# Vertex nib substitution?



## Bryguy (Feb 20, 2020)

I'm interested in the Vertex for a client who wants an italic nib. Does anyone know if the vertex nib is removable. I know with some of the cheaper kits the section is all one piece. I want to trade the existing nib for a stub. I believe it is a #5.


----------



## More4dan (Feb 20, 2020)

The nib is removable but it is not a standard size. The bad news, it is somewhere between a #5 and a #6 nib size. There are many threads on the subject. The Graduate FP uses the same non-standard nib. 

Danny


Sent from my iPad using Penturners.org mobile app


----------



## TonyL (Feb 20, 2020)

Still following. Thanks again Danny. I bought a bunch of the "higher-end" models, but don't like the stock nib.  Maybe calling PSI? Or wiring them? I am going to write them.
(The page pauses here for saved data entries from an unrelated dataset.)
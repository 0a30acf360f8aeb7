//! Word-frequency operations: word-cloud input and top-word table.
//!
//! Both operations share the same row and token rules: notification rows and
//! media-omission rows are excluded, tokens are lowercased, and tokens found
//! in the caller's [`StopWords`] are dropped.

use super::{AuthorFilter, filtered, ranked_counts};
use crate::stopwords::StopWords;
use crate::transcript::Transcript;

/// Maximum number of entries [`most_common_words`] returns.
pub const MOST_COMMON_LIMIT: usize = 20;

/// Lowercased, stop-word-filtered tokens from the records in scope.
fn tokens<'a>(
    filter: &'a AuthorFilter,
    transcript: &'a Transcript,
    stop_words: &'a StopWords,
) -> impl Iterator<Item = String> + 'a {
    filtered(filter, transcript)
        .filter(|r| !r.is_notification() && !r.is_media())
        .flat_map(move |r| {
            r.message
                .to_lowercase()
                .split_whitespace()
                .map(str::to_string)
                .collect::<Vec<_>>()
        })
        .filter(move |word| !stop_words.contains(word))
}

/// Builds the bag-of-words blob an external word-cloud renderer consumes.
///
/// All kept tokens, joined with single spaces, in transcript order.
///
/// # Example
///
/// ```
/// use chatlens::analytics::{AuthorFilter, word_frequency_field};
/// use chatlens::{Record, StopWords, Transcript};
///
/// let transcript = Transcript::new(vec![Record::new("Alice", "The Lake THE lake")], vec![]);
/// let stop_words = StopWords::from_text("the");
///
/// let field = word_frequency_field(&AuthorFilter::Overall, &transcript, &stop_words);
/// assert_eq!(field, "lake lake");
/// ```
pub fn word_frequency_field(
    filter: &AuthorFilter,
    transcript: &Transcript,
    stop_words: &StopWords,
) -> String {
    tokens(filter, transcript, stop_words)
        .collect::<Vec<_>>()
        .join(" ")
}

/// Returns the top-20 `(word, count)` pairs, descending by count.
///
/// Ties keep their first-encounter order. Fewer than 20 distinct words
/// yields a shorter table; an empty scope yields an empty one.
pub fn most_common_words(
    filter: &AuthorFilter,
    transcript: &Transcript,
    stop_words: &StopWords,
) -> Vec<(String, usize)> {
    let mut ranked = ranked_counts(tokens(filter, transcript, stop_words));
    ranked.truncate(MOST_COMMON_LIMIT);
    ranked
}

#[cfg(test)]
mod tests {
    use super::*;
    use crate::record::{MEDIA_OMITTED, Record};

    fn transcript() -> Transcript {
        Transcript::new(
            vec![
                Record::new("Alice", "coffee tomorrow? Coffee sounds great"),
                Record::new("Bob", "coffee it is"),
                Record::new("Alice", MEDIA_OMITTED),
                Record::notification("Alice added Bob"),
            ],
            vec![],
        )
    }

    #[test]
    fn test_most_common_words_counts_lowercased() {
        let words = most_common_words(
            &AuthorFilter::Overall,
            &transcript(),
            &StopWords::from_text("it is"),
        );

        assert_eq!(words[0], ("coffee".to_string(), 3));
        assert!(words.iter().all(|(w, _)| w == &w.to_lowercase()));
    }

    #[test]
    fn test_stop_words_removed() {
        let words = most_common_words(
            &AuthorFilter::Overall,
            &transcript(),
            &StopWords::from_text("it is"),
        );
        assert!(!words.iter().any(|(w, _)| w == "it" || w == "is"));
    }

    #[test]
    fn test_media_and_notification_rows_excluded() {
        let words = most_common_words(
            &AuthorFilter::Overall,
            &transcript(),
            &StopWords::none(),
        );
        assert!(!words.iter().any(|(w, _)| w == "<media" || w == "added"));
    }

    #[test]
    fn test_top_20_cap() {
        let records = (0..30)
            .map(|i| Record::new("Alice", format!("word{i}")))
            .collect();
        let transcript = Transcript::new(records, vec![]);

        let words = most_common_words(&AuthorFilter::Overall, &transcript, &StopWords::none());
        assert_eq!(words.len(), MOST_COMMON_LIMIT);
    }

    #[test]
    fn test_word_frequency_field_joins_with_single_spaces() {
        let field = word_frequency_field(
            &AuthorFilter::Overall,
            &transcript(),
            &StopWords::from_text("it is"),
        );

        assert_eq!(
            field,
            "coffee tomorrow? coffee sounds great coffee"
        );
    }

    #[test]
    fn test_author_scope() {
        let words = most_common_words(
            &AuthorFilter::author("Bob"),
            &transcript(),
            &StopWords::none(),
        );
        assert_eq!(
            words,
            vec![
                ("coffee".to_string(), 1),
                ("it".to_string(), 1),
                ("is".to_string(), 1),
            ]
        );
    }

    #[test]
    fn test_empty_scope() {
        let words = most_common_words(
            &AuthorFilter::author("Mallory"),
            &transcript(),
            &StopWords::none(),
        );
        assert!(words.is_empty());
        assert_eq!(
            word_frequency_field(
                &AuthorFilter::author("Mallory"),
                &transcript(),
                &StopWords::none()
            ),
            ""
        );
    }
}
Thx for the  words of encouragement LOL.


----------



## TonyL (Feb 20, 2020)

I just wrote to PSI. However, in their Q&A there were several answers: one said #5 and the other said .65mm (just reporting what was written). I am going to send my nib to Bryan,,he will figure it out. Woops....found a third answer fine#6.


----------



## TonyL (Feb 20, 2020)

Ok...I wrote to them and just finished chatting with someone who say they are "Maria". This was her response:


----------



## TonyL (Feb 20, 2020)

I just measured the diameter of the feed; it is 5.02mm, I tried several new #5 nibs. They all slide in and out easily.  It would need to be shimmed or the nib would need to be thicker to fit snugly.


----------



## More4dan (Feb 20, 2020)

Some have said they flatten the curve out some to improve the fit. 


Sent from my iPad using Penturners.org mobile app


----------



## bmachin (Feb 21, 2020)

My guess is that .65 is the width of the tip. You could send it off to Linda Kennedy at Indy Pen Dance and have it reshaped to italic although she may not want to work on it depending on the nib quality. 

Bill


----------



## TonyL (Feb 21, 2020)

I can try it, but I had two nib guys at the Atlanta show "play" with it for a while an d neither can get a replacement to work. Thank you Dan.


----------